Abstract The development of highly efficient and multifunctional nanozymes holds promise for addressing the challenges posed by drug-resistant bacteria. Here, copper single-atom-loaded MoS 2 nanozymes (Cu SAs/MoS 2 ) were developed to effectively combat drug-resistant bacteria by synergistically integrating the triple strategies of oxidative damage, cuproptosis-like death and disruption of cell wall synthesis. Density functional theory revealed that each Cu center coordinated with three sulfur ligands, enhancing the adsorption of H 2 O 2 , which reduced the activation energy of the key step by 17%, thereby improving peroxidase-like (POD-like) activity.
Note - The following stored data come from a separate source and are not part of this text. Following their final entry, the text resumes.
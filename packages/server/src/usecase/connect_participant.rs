//! UseCase: 参加者の入室（WebSocket ハンドシェイク）
//!
//! 1. ユーザー名をサニタイズし、REST で発行されたトークンと突き合わせる
//! 2. レジストリでルームの存在と現在の公開設定を再確認する
//! 3. ルームのセッションを開き（初回のみストロークをロード）、定員と
//!    ユーザー名の重複を検査して登録する
//! 4. 新規参加者へスナップショット（`draws`）を送ってから、他の参加者へ
//!    `connection` と全員へ `users` をブロードキャストする
//!
//! 4 の順序はセッションのロック内で行うため、スナップショットより先に
//! 差分が新規参加者に届くことはありません。

use std::sync::Arc;

use rakugaki_shared::{protocol::ServerMessage, time::Clock};
use uuid::Uuid;

use crate::{
    domain::{
        Participant, PusherChannel, RoomId, RoomRepository, Timestamp, Username,
        guard::sanitize_username,
    },
    infrastructure::{auth::JoinTokenIssuer, session::SessionRegistry},
};

use super::{error::ConnectError, touch_room_in_background};

/// 入室に成功した接続の識別情報
///
/// 以降のすべての操作で、メッセージが名乗る身元との照合に使われます。
#[derive(Debug, Clone, PartialEq, Eq)]
pub struct Admission {
    pub room_id: RoomId,
    pub username: Username,
    pub connection_id: Uuid,
}

impl Admission {
    /// Whether a frame claiming `username` (and optionally `room_id`) was sent
    /// by this connection's verified identity.
    pub fn is_claimed_by(&self, username: &str, room_id: Option<&str>) -> bool {
        self.username.as_str() == username
            && room_id.is_none_or(|id| id == self.room_id.as_str())
    }
}

/// ハンドシェイクで受け取った入室要求
#[derive(Debug, Clone)]
pub struct ConnectRequest {
    pub room_id: String,
    pub username: String,
    pub token: String,
}

/// 参加者入室のユースケース
pub struct ConnectParticipantUseCase {
    room_repository: Arc<dyn RoomRepository>,
    registry: Arc<SessionRegistry>,
    token_issuer: Arc<JoinTokenIssuer>,
    clock: Arc<dyn Clock>,
}

impl ConnectParticipantUseCase {
    /// 新しい ConnectParticipantUseCase を作成
    pub fn new(
        room_repository: Arc<dyn RoomRepository>,
        registry: Arc<SessionRegistry>,
        token_issuer: Arc<JoinTokenIssuer>,
        clock: Arc<dyn Clock>,
    ) -> Self {
        Self {
            room_repository,
            registry,
            token_issuer,
            clock,
        }
    }

    /// 入室を実行
    ///
    /// # Arguments
    ///
    /// * `request` - ハンドシェイクの内容（ルーム ID、ユーザー名、トークン）
    /// * `sender` - この接続の送信タスクへのチャンネル
    ///
    /// # Returns
    ///
    /// * `Ok(Admission)` - 入室成功
    /// * `Err(ConnectError)` - 入室拒否（クローズコードに変換される）
    pub async fn execute(
        &self,
        request: ConnectRequest,
        sender: PusherChannel,
    ) -> Result<Admission, ConnectError> {
        // 1. トークンとハンドシェイクの照合
        let username = Username::new(sanitize_username(&request.username))
            .map_err(ConnectError::InvalidUsername)?;
        let claims = self.token_issuer.validate(&request.token)?;
        if claims.room_id != request.room_id || claims.username != username.as_str() {
            return Err(ConnectError::TokenMismatch);
        }
        let room_id = RoomId::new(request.room_id).map_err(|_| ConnectError::RoomNotFound)?;

        // 2. レジストリでの再確認
        let room = self
            .room_repository
            .find(&room_id)
            .await?
            .ok_or(ConnectError::RoomNotFound)?;
        if room.is_public() != claims.is_public {
            return Err(ConnectError::VisibilityChanged);
        }

        // 3. セッションへの登録
        let now = Timestamp::new(self.clock.now_millis());
        let connection_id = Uuid::new_v4();
        loop {
            let shared = self.registry.open(&room_id).await;
            let mut session = shared.lock().await;
            if session.is_closed() {
                // The last participant left between `open` and `lock`.
                continue;
            }

            let admitted = match self.registry.ensure_loaded(&mut session).await {
                Ok(()) => session
                    .admit(Participant::new(
                        connection_id,
                        username.clone(),
                        now,
                        sender.clone(),
                    ))
                    .map_err(ConnectError::from),
                Err(e) => Err(ConnectError::from(e)),
            };
            if let Err(e) = admitted {
                if session.is_empty() {
                    session.close();
                    self.registry.discard(&room_id, &shared).await;
                }
                return Err(e);
            }

            // 4. スナップショット → 参加通知 → メンバー一覧
            session.push_to(
                &username,
                &ServerMessage::Draws {
                    strokes: session.history.strokes().to_vec(),
                },
            );
            session.broadcast(
                &ServerMessage::Connection {
                    username: username.as_str().to_string(),
                },
                Some(&username),
            );
            session.broadcast(
                &ServerMessage::Users {
                    users: session.usernames(),
                },
                None,
            );

            tracing::info!(
                "'{}' joined room '{}' ({} participant(s))",
                username,
                room_id,
                session.participant_count()
            );
            break;
        }

        touch_room_in_background(self.room_repository.clone(), room_id.clone(), now);

        Ok(Admission {
            room_id,
            username,
            connection_id,
        })
    }
}

#[cfg(test)]
mod tests {
    use super::*;
    use crate::{
        domain::{MockRoomRepository, RepositoryError, StrokeRepository, Visibility},
        usecase::fixture::{TestEnv, drain, line},
    };
    use rakugaki_shared::time::FixedClock;
    use tokio::sync::mpsc;

    // ========================================
    // テスト作業記録
    // ========================================
    // 【何をテストするか】
    // - トークン検証（改ざん・取り違え・公開設定の変更）
    // - 定員とユーザー名の重複チェック
    // - スナップショットが差分より先に届くこと
    // ========================================

    #[tokio::test]
    async fn test_connect_sends_snapshot_then_membership() {
        // テスト項目: 入室した参加者には既存ストロークのスナップショットが最初に届く
        // given (前提条件):
        let env = TestEnv::new();
        let room = env.create_room(Visibility::Public).await;
        env.strokes
            .save(&room.id, 1, &[line("s1", "bob"), line("s2", "bob")])
            .await
            .unwrap();

        // when (操作):
        let (_admission, mut rx) = env.join(&room, "alice").await;

        // then (期待する結果):
        let messages = drain(&mut rx);
        assert!(matches!(&messages[0], ServerMessage::Draws { strokes } if strokes.len() == 2));
        assert_eq!(
            messages[1],
            ServerMessage::Users {
                users: vec!["alice".to_string()]
            }
        );
    }

    #[tokio::test]
    async fn test_peers_are_notified_of_new_participant() {
        // テスト項目: 既存の参加者に connection と users が通知される
        // given (前提条件):
        let env = TestEnv::new();
        let room = env.create_room(Visibility::Public).await;
        let (_alice, mut alice_rx) = env.join(&room, "alice").await;
        drain(&mut alice_rx);

        // when (操作):
        let (_bob, _bob_rx) = env.join(&room, "bob").await;

        // then (期待する結果):
        let messages = drain(&mut alice_rx);
        assert_eq!(
            messages,
            vec![
                ServerMessage::Connection {
                    username: "bob".to_string()
                },
                ServerMessage::Users {
                    users: vec!["alice".to_string(), "bob".to_string()]
                },
            ]
        );
    }

    #[tokio::test]
    async fn test_duplicate_username_is_rejected() {
        // テスト項目: 同じルームへの同名での再入室は拒否される（マージされない）
        // given (前提条件):
        let env = TestEnv::new();
        let room = env.create_room(Visibility::Public).await;
        let _alice = env.join(&room, "alice").await;

        // when (操作):
        let result = env.try_join(&room, "alice").await;

        // then (期待する結果):
        let error = result.unwrap_err();
        assert!(matches!(error, ConnectError::UsernameTaken(_)));
        assert_eq!(error.close_code(), 4009);
        assert_eq!(env.registry.participant_count(&room.id).await, 1);
    }

    #[tokio::test]
    async fn test_eleventh_participant_is_rejected() {
        // テスト項目: 10 人が入室済みのルームへの 11 人目は拒否される
        // given (前提条件):
        let env = TestEnv::new();
        let room = env.create_room(Visibility::Public).await;
        let mut connections = Vec::new();
        for i in 0..10 {
            connections.push(env.join(&room, &format!("user{}", i)).await);
        }

        // when (操作):
        let result = env.try_join(&room, "late").await;

        // then (期待する結果):
        assert!(matches!(result, Err(ConnectError::RoomFull(10))));
        assert_eq!(env.registry.participant_count(&room.id).await, 10);
    }

    #[tokio::test]
    async fn test_token_for_other_room_is_rejected() {
        // テスト項目: 別のルーム用のトークンでは入室できない
        // given (前提条件):
        let env = TestEnv::new();
        let room = env.create_room(Visibility::Public).await;
        let other = env.create_room(Visibility::Public).await;
        let token = env.token(&other, "alice");
        let (tx, _rx) = mpsc::unbounded_channel();

        // when (操作):
        let result = env
            .connect_usecase()
            .execute(
                ConnectRequest {
                    room_id: room.id.as_str().to_string(),
                    username: "alice".to_string(),
                    token,
                },
                tx,
            )
            .await;

        // then (期待する結果):
        assert!(matches!(result, Err(ConnectError::TokenMismatch)));
    }

    #[tokio::test]
    async fn test_token_for_other_username_is_rejected() {
        // テスト項目: 別のユーザー名用のトークンでは入室できない
        // given (前提条件):
        let env = TestEnv::new();
        let room = env.create_room(Visibility::Public).await;
        let token = env.token(&room, "bob");
        let (tx, _rx) = mpsc::unbounded_channel();

        // when (操作):
        let result = env
            .connect_usecase()
            .execute(
                ConnectRequest {
                    room_id: room.id.as_str().to_string(),
                    username: "alice".to_string(),
                    token,
                },
                tx,
            )
            .await;

        // then (期待する結果):
        assert!(matches!(result, Err(ConnectError::TokenMismatch)));
    }

    #[tokio::test]
    async fn test_visibility_change_is_rejected() {
        // テスト項目: トークン発行後に公開設定が変わったルームには入室できない
        // given (前提条件):
        let env = TestEnv::new();
        let room = env.create_room(Visibility::Public).await;
        let token = env.token(&room, "alice");
        let mut private = room.clone();
        private.visibility = Visibility::Private;
        env.rooms.create(&private).await.unwrap();
        let (tx, _rx) = mpsc::unbounded_channel();

        // when (操作):
        let result = env
            .connect_usecase()
            .execute(
                ConnectRequest {
                    room_id: room.id.as_str().to_string(),
                    username: "alice".to_string(),
                    token,
                },
                tx,
            )
            .await;

        // then (期待する結果):
        let error = result.unwrap_err();
        assert!(matches!(error, ConnectError::VisibilityChanged));
        assert_eq!(error.close_code(), 1008);
    }

    #[tokio::test]
    async fn test_expired_token_is_rejected() {
        // テスト項目: 期限切れのトークンでは入室できない
        // given (前提条件):
        let env = TestEnv::new();
        let room = env.create_room(Visibility::Public).await;
        let token = env.token(&room, "alice");
        env.clock.advance(2 * 60 * 60 * 1000);
        let (tx, _rx) = mpsc::unbounded_channel();

        // when (操作):
        let result = env
            .connect_usecase()
            .execute(
                ConnectRequest {
                    room_id: room.id.as_str().to_string(),
                    username: "alice".to_string(),
                    token,
                },
                tx,
            )
            .await;

        // then (期待する結果):
        assert!(matches!(result, Err(ConnectError::InvalidToken(_))));
    }

    #[tokio::test]
    async fn test_deleted_room_is_not_found() {
        // テスト項目: 削除済みのルームへの入室は RoomNotFound になる
        // given (前提条件):
        let env = TestEnv::new();
        let room = env.create_room(Visibility::Public).await;
        env.rooms.delete(&room.id).await.unwrap();

        // when (操作):
        let result = env.try_join(&room, "alice").await;

        // then (期待する結果):
        let error = result.unwrap_err();
        assert!(matches!(error, ConnectError::RoomNotFound));
        assert_eq!(error.close_code(), 4004);
    }

    #[tokio::test]
    async fn test_registry_failure_maps_to_internal_error() {
        // テスト項目: レジストリの読み出し失敗は内部エラーとして切断される
        // given (前提条件):
        let env = TestEnv::new();
        let room = env.create_room(Visibility::Public).await;
        let token = env.token(&room, "alice");
        let mut failing = MockRoomRepository::new();
        failing
            .expect_find()
            .returning(|_| Err(RepositoryError::Corrupted("broken".to_string())));
        let usecase = ConnectParticipantUseCase::new(
            Arc::new(failing),
            env.registry.clone(),
            env.issuer.clone(),
            Arc::new(FixedClock::new(0)),
        );
        let (tx, _rx) = mpsc::unbounded_channel();

        // when (操作):
        let result = usecase
            .execute(
                ConnectRequest {
                    room_id: room.id.as_str().to_string(),
                    username: "alice".to_string(),
                    token,
                },
                tx,
            )
            .await;

        // then (期待する結果):
        assert_eq!(result.unwrap_err().close_code(), 1011);
        assert_eq!(env.registry.active_count().await, 0);
    }

    #[test]
    fn test_admission_identity_check() {
        // テスト項目: メッセージの名乗る身元が接続の身元と一致するか判定できる
        // given (前提条件):
        let room_id = crate::domain::RoomIdFactory::generate();
        let admission = Admission {
            room_id: room_id.clone(),
            username: Username::new("alice".to_string()).unwrap(),
            connection_id: Uuid::new_v4(),
        };

        // when (操作):
        // then (期待する結果):
        assert!(admission.is_claimed_by("alice", None));
        assert!(admission.is_claimed_by("alice", Some(room_id.as_str())));
        assert!(!admission.is_claimed_by("bob", None));
        assert!(!admission.is_claimed_by("alice", Some("otherroom")));
    }
}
The generation of reactive oxygen species in combination with Cu SAs/MoS 2 glutathione peroxidase-like (GSH-Px-like) for glutathione scavenging resulted in an imbalance in redox homeostasis within bacteria. Cu SAs/MoS 2 , which act as nanopioneers, drive oxidative stress to initiate the process of cuproptosis-like death, leading to abnormal aggregation of lipoylated proteins and inactivation of iron‒sulfur cluster proteins. Moreover, Cu SAs/MoS 2 inhibited the biosynthesis of the peptidoglycan synthesis precursors d -glutamate and m-diaminopimelic acid and disrupted the peptidoglycan cross-linking process mediated by penicillin-binding proteins, effectively blocking the compensatory cell wall remodeling pathway of β-lactam-resistant bacteria. Overall, Cu SAs/MoS 2 with multiple functions can not only efficiently kill bacteria but also decelerate the development of bacterial resistance to combat drug-resistant bacterial infections.